Should the word "without" occur in a line of the records, copy that line.

◆ Exercise data ◆
^^^^^^^^^^^^^^^^
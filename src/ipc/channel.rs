//! Framed-datagram transport.
//!
//! A [`Channel`] owns one end of a connected `AF_UNIX` `SOCK_SEQPACKET`
//! socketpair. Every [`Channel::send`] is delivered as exactly one datagram
//! together with its descriptors (`SCM_RIGHTS`); a closed peer is observed as
//! [`ZygoteError::Eof`].

use crate::config::types::{Result, ZygoteError, DEFAULT_MAX_MESSAGE_BYTES, MAX_DESCRIPTORS};
use crate::kernel::fd::seqpacket_pair;
use nix::errno::Errno;
use nix::sys::socket::{recvmsg, sendmsg, ControlMessage, ControlMessageOwned, MsgFlags};
use std::io::{IoSlice, IoSliceMut};
use std::os::fd::{AsRawFd, BorrowedFd, FromRawFd, OwnedFd, RawFd};

/// Kernel cap on descriptors per SCM_RIGHTS message. Sizing the control
/// buffer for it means MSG_CTRUNC never drops descriptors we cannot see.
const SCM_MAX_FD: usize = 253;

/// Size limits applied when receiving
#[derive(Debug, Clone, Copy, PartialEq, Eq)]
pub struct ChannelLimits {
    pub max_payload: usize,
    pub max_descriptors: usize,
}

impl Default for ChannelLimits {
    fn default() -> Self {
        Self {
            max_payload: DEFAULT_MAX_MESSAGE_BYTES,
            max_descriptors: MAX_DESCRIPTORS,
        }
    }
}

impl ChannelLimits {
    /// Refuse a message the peer would have to drop as truncated.
    ///
    /// The peer discards oversized datagrams without answering, so a caller
    /// that waits for a reply must check before sending.
    pub fn check_outgoing(&self, payload: &[u8], descriptors: usize) -> Result<()> {
        if payload.len() > self.max_payload {
            return Err(ZygoteError::Truncated(format!(
                "message of {} bytes exceeds limit of {}",
                payload.len(),
                self.max_payload
            )));
        }
        if descriptors > self.max_descriptors {
            return Err(ZygoteError::Truncated(format!(
                "{} descriptors exceed limit of {}",
                descriptors, self.max_descriptors
            )));
        }
        Ok(())
    }
}

/// One received datagram. The descriptors belong to the receiver.
#[derive(Debug)]
pub struct Message {
    pub payload: Vec<u8>,
    pub descriptors: Vec<OwnedFd>,
}

/// One end of a connected datagram socket
#[derive(Debug)]
pub struct Channel {
    fd: Option<OwnedFd>,
}

impl Channel {
    /// Create both ends of a fresh channel
    pub fn pair() -> Result<(Channel, Channel)> {
        let (a, b) = seqpacket_pair()?;
        Ok((Channel::from_owned_fd(a), Channel::from_owned_fd(b)))
    }

    /// Wrap an already connected SOCK_SEQPACKET descriptor
    pub fn from_owned_fd(fd: OwnedFd) -> Self {
        Self { fd: Some(fd) }
    }

    pub fn is_open(&self) -> bool {
        self.fd.is_some()
    }

    /// Release the descriptor. Later operations fail; closing twice is a no-op.
    pub fn close(&mut self) {
        self.fd = None;
    }

    /// Give up the channel, returning its descriptor if still open
    pub fn into_owned_fd(self) -> Option<OwnedFd> {
        self.fd
    }

    pub fn as_fd(&self) -> Result<BorrowedFd<'_>> {
        use std::os::fd::AsFd;

        self.fd.as_ref().map(|fd| fd.as_fd()).ok_or_else(closed_error)
    }

    fn raw_fd(&self) -> Result<RawFd> {
        self.fd.as_ref().map(|fd| fd.as_raw_fd()).ok_or_else(closed_error)
    }

    /// Send `payload` and `descriptors` as one message.
    ///
    /// The descriptors stay owned by the caller; the peer receives duplicates.
    pub fn send(&self, payload: &[u8], descriptors: &[BorrowedFd<'_>]) -> Result<()> {
        let fd = self.raw_fd()?;

        // A zero-length datagram is what the receiver sees on EOF.
        if payload.is_empty() {
            return Err(ZygoteError::Io(std::io::Error::new(
                std::io::ErrorKind::InvalidInput,
                "refusing to send an empty payload",
            )));
        }

        if descriptors.len() > MAX_DESCRIPTORS {
            return Err(ZygoteError::Io(std::io::Error::new(
                std::io::ErrorKind::InvalidInput,
                format!(
                    "{} descriptors exceed the limit of {}",
                    descriptors.len(),
                    MAX_DESCRIPTORS
                ),
            )));
        }

        let raw: Vec<RawFd> = descriptors.iter().map(|d| d.as_raw_fd()).collect();
        let iov = [IoSlice::new(payload)];
        let rights = [ControlMessage::ScmRights(&raw)];
        let cmsgs: &[ControlMessage<'_>] = if raw.is_empty() { &[] } else { &rights };

        loop {
            match sendmsg::<()>(fd, &iov, cmsgs, MsgFlags::MSG_NOSIGNAL, None) {
                Ok(sent) if sent == payload.len() => {
                    log::trace!("sent {} bytes, {} fds on fd {}", sent, raw.len(), fd);
                    return Ok(());
                }
                Ok(sent) => {
                    return Err(ZygoteError::Io(std::io::Error::new(
                        std::io::ErrorKind::WriteZero,
                        format!("short datagram write: {} of {} bytes", sent, payload.len()),
                    )))
                }
                Err(Errno::EINTR) => continue,
                Err(e) => return Err(e.into()),
            }
        }
    }

    /// Block until one message arrives.
    ///
    /// Oversized payloads or descriptor lists yield [`ZygoteError::Truncated`]
    /// after every received descriptor has been closed.
    pub fn receive(&self, max_payload: usize, max_descriptors: usize) -> Result<Message> {
        let fd = self.raw_fd()?;
        let mut payload = vec![0u8; max_payload];
        let mut cmsg_buffer = nix::cmsg_space!([RawFd; SCM_MAX_FD]);

        let (bytes, flags, raw_fds) = loop {
            let mut iov = [IoSliceMut::new(&mut payload)];
            match recvmsg::<()>(
                fd,
                &mut iov,
                Some(&mut cmsg_buffer),
                MsgFlags::MSG_CMSG_CLOEXEC,
            ) {
                Ok(msg) => {
                    let mut raw_fds: Vec<RawFd> = Vec::new();
                    match msg.cmsgs() {
                        Ok(cmsgs) => {
                            for cmsg in cmsgs {
                                if let ControlMessageOwned::ScmRights(fds) = cmsg {
                                    raw_fds.extend(fds);
                                }
                            }
                        }
                        Err(e) => log::warn!("unreadable control data on fd {}: {}", fd, e),
                    }
                    break (msg.bytes, msg.flags, raw_fds);
                }
                Err(Errno::EINTR) => continue,
                Err(Errno::ECONNRESET) => return Err(ZygoteError::Eof),
                Err(e) => return Err(e.into()),
            }
        };

        // SAFETY: SCM_RIGHTS installed these descriptors into this process
        // for this call; nothing else refers to them yet.
        let descriptors: Vec<OwnedFd> = raw_fds
            .into_iter()
            .map(|raw| unsafe { OwnedFd::from_raw_fd(raw) })
            .collect();

        if flags.intersects(MsgFlags::MSG_TRUNC | MsgFlags::MSG_CTRUNC) {
            return Err(ZygoteError::Truncated(format!(
                "datagram larger than {} bytes (closed {} descriptors)",
                max_payload,
                descriptors.len()
            )));
        }

        if descriptors.len() > max_descriptors {
            return Err(ZygoteError::Truncated(format!(
                "{} descriptors exceed the limit of {} (all closed)",
                descriptors.len(),
                max_descriptors
            )));
        }

        if bytes == 0 && descriptors.is_empty() {
            return Err(ZygoteError::Eof);
        }

        payload.truncate(bytes);
        log::trace!("received {} bytes, {} fds on fd {}", bytes, descriptors.len(), fd);

        Ok(Message {
            payload,
            descriptors,
        })
    }
}

fn closed_error() -> ZygoteError {
    ZygoteError::Io(std::io::Error::new(
        std::io::ErrorKind::NotConnected,
        "channel is closed",
    ))
}

#[cfg(test)]
mod tests {
    use super::*;

    #[test]
    fn test_payload_round_trip() {
        let (a, b) = Channel::pair().unwrap();
        a.send(b"hello zygote", &[]).unwrap();

        let message = b.receive(64, 0).unwrap();
        assert_eq!(message.payload, b"hello zygote");
        assert!(message.descriptors.is_empty());
    }

    #[test]
    fn test_datagram_boundaries_are_kept() {
        let (a, b) = Channel::pair().unwrap();
        a.send(b"one", &[]).unwrap();
        a.send(b"two", &[]).unwrap();

        assert_eq!(b.receive(64, 0).unwrap().payload, b"one");
        assert_eq!(b.receive(64, 0).unwrap().payload, b"two");
    }

    #[test]
    fn test_peer_close_is_eof() {
        let (a, b) = Channel::pair().unwrap();
        drop(a);

        let err = b.receive(64, 0).unwrap_err();
        assert!(err.is_eof());
    }

    #[test]
    fn test_oversized_payload_is_truncated() {
        let (a, b) = Channel::pair().unwrap();
        a.send(&[7u8; 128], &[]).unwrap();

        let err = b.receive(16, 0).unwrap_err();
        assert!(matches!(err, ZygoteError::Truncated(_)));
    }

    #[test]
    fn test_outgoing_limits() {
        let limits = ChannelLimits {
            max_payload: 8,
            max_descriptors: 1,
        };
        assert!(limits.check_outgoing(&[0u8; 8], 1).is_ok());
        assert!(matches!(
            limits.check_outgoing(&[0u8; 9], 0),
            Err(ZygoteError::Truncated(_))
        ));
        assert!(limits.check_outgoing(&[0u8; 4], 2).is_err());
    }

    #[test]
    fn test_closed_channel_rejects_operations() {
        let (mut a, _b) = Channel::pair().unwrap();
        a.close();
        a.close();

        assert!(!a.is_open());
        assert!(matches!(a.send(b"x", &[]), Err(ZygoteError::Io(_))));
        assert!(matches!(a.receive(8, 0), Err(ZygoteError::Io(_))));
    }

    #[test]
    fn test_empty_payload_rejected() {
        let (a, _b) = Channel::pair().unwrap();
        assert!(a.send(&[], &[]).is_err());
    }

    #[test]
    fn test_send_to_closed_peer_fails() {
        let (a, b) = Channel::pair().unwrap();
        drop(b);
        assert!(matches!(a.send(b"x", &[]), Err(ZygoteError::Io(_))));
    }
}
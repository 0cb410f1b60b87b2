use crate::config::types::{Result, ZygoteError};
use crate::ipc::channel::{Channel, ChannelLimits, Message};
use crate::ipc::protocol::{FontMatch, FontQuery, SandboxReply, SandboxRequest};
use log::debug;
use std::fs::File;

/// Worker-side caller of the sandbox helper's font methods.
///
/// One request at a time: each call sends and then blocks for the reply.
#[derive(Debug)]
pub struct FontClient {
    channel: Channel,
    limits: ChannelLimits,
}

impl FontClient {
    pub fn new(channel: Channel, limits: ChannelLimits) -> Self {
        Self { channel, limits }
    }

    /// Find the best font for `query`; `None` when nothing matches
    pub fn match_font(&self, query: &FontQuery) -> Result<Option<FontMatch>> {
        let request = SandboxRequest::FontMatch(query.clone());
        match self.call(&request)? {
            (SandboxReply::FontMatch(found), _) => Ok(found),
            (other, _) => Err(unexpected(&request, &other)),
        }
    }

    /// Open a previously matched font file
    pub fn open_font(&self, fileid: u32) -> Result<Option<File>> {
        let request = SandboxRequest::FontOpen { fileid };
        match self.call(&request)? {
            (SandboxReply::FontOpen { found: false }, _) => Ok(None),
            (SandboxReply::FontOpen { found: true }, mut descriptors) => {
                // Exactly one descriptor is guaranteed by the reply decoder.
                let fd = descriptors.pop().ok_or_else(|| {
                    ZygoteError::Protocol("font open reply lost its descriptor".to_string())
                })?;
                Ok(Some(File::from(fd)))
            }
            (other, _) => Err(unexpected(&request, &other)),
        }
    }

    /// Family able to render every code point in `chars`, empty if none
    pub fn family_for_chars(&self, chars: &[u32]) -> Result<String> {
        let request = SandboxRequest::FamilyForChars {
            chars: chars.to_vec(),
        };
        match self.call(&request)? {
            (SandboxReply::FamilyForChars(family), _) => Ok(family),
            (other, _) => Err(unexpected(&request, &other)),
        }
    }

    fn call(&self, request: &SandboxRequest) -> Result<(SandboxReply, Vec<std::os::fd::OwnedFd>)> {
        debug!("Sandbox request {:?}", request.method());
        let payload = request.encode();
        // The helper drops oversized requests without a reply.
        self.limits
            .check_outgoing(&payload, 0)
            .map_err(as_protocol)?;
        self.channel.send(&payload, &[])?;

        let Message {
            payload,
            descriptors,
        } = self
            .channel
            .receive(self.limits.max_payload, 1)
            .map_err(as_protocol)?;

        let reply = SandboxReply::decode(request.method(), &payload, descriptors.len())
            .map_err(as_protocol)?;
        Ok((reply, descriptors))
    }
}

fn as_protocol(error: ZygoteError) -> ZygoteError {
    match error {
        ZygoteError::Truncated(what) | ZygoteError::MalformedMessage(what) => {
            ZygoteError::Protocol(what)
        }
        other => other,
    }
}

fn unexpected(request: &SandboxRequest, reply: &SandboxReply) -> ZygoteError {
    ZygoteError::Protocol(format!(
        "{:?} answered with {:?}",
        request.method(),
        reply
    ))
}
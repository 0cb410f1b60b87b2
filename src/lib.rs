//! sandbox-zygote: a privilege-separated fork server and sandbox helper core
//!
//! # Architecture
//!
//! Four roles, each a separate process:
//!
//! - **controller**: the trusted process. Launches the zygote, asks it for
//!   workers and queries their exit status ([`zygote::ZygoteController`]).
//! - **zygote**: forked early, clones itself on request
//!   ([`zygote::ZygoteServer`]).
//! - **worker**: a zygote clone. Completes the one-shot sandbox handshake and
//!   then runs confined ([`worker`]).
//! - **sandbox helper**: unconfined process answering a worker's font lookups
//!   and exiting with whichever of its two peers leaves first ([`helper`]).
//!
//! ## Transport ([`ipc`])
//! - [`ipc::channel`]: SOCK_SEQPACKET datagrams with descriptor passing
//! - [`ipc::codec`]: aligned field encoding inside a datagram
//! - [`ipc::protocol`]: typed requests and replies
//!
//! ## Kernel Primitives ([`kernel`])
//! - [`kernel::fd`]: socket pairs, pipes, descriptor closure
//! - [`kernel::process`]: fork, reap, crash status
//! - [`kernel::confinement`]: chroot and the dumpable flag
//!
//! ## Configuration ([`config`])
//! - [`config::types`]: error type and wire constants
//! - [`config::settings`]: JSON settings with environment overrides

// Configuration & errors
pub mod config;

// Kernel Primitives
pub mod kernel;

// Transport
pub mod ipc;

// Fork server
pub mod zygote;

// Worker start-up
pub mod worker;

// Sandbox helper
pub mod helper;

// CLI entrypoint for the zygote binary.
pub mod cli;

pub use config::settings::ZygoteSettings;
pub use config::types::{Result, ZygoteError};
^^^^^^^^^^^^^^^^
◆ Answer space ◆
    /// The peer discards oversized datagrams without answering, so a caller
        // The helper drops oversized requests without a reply.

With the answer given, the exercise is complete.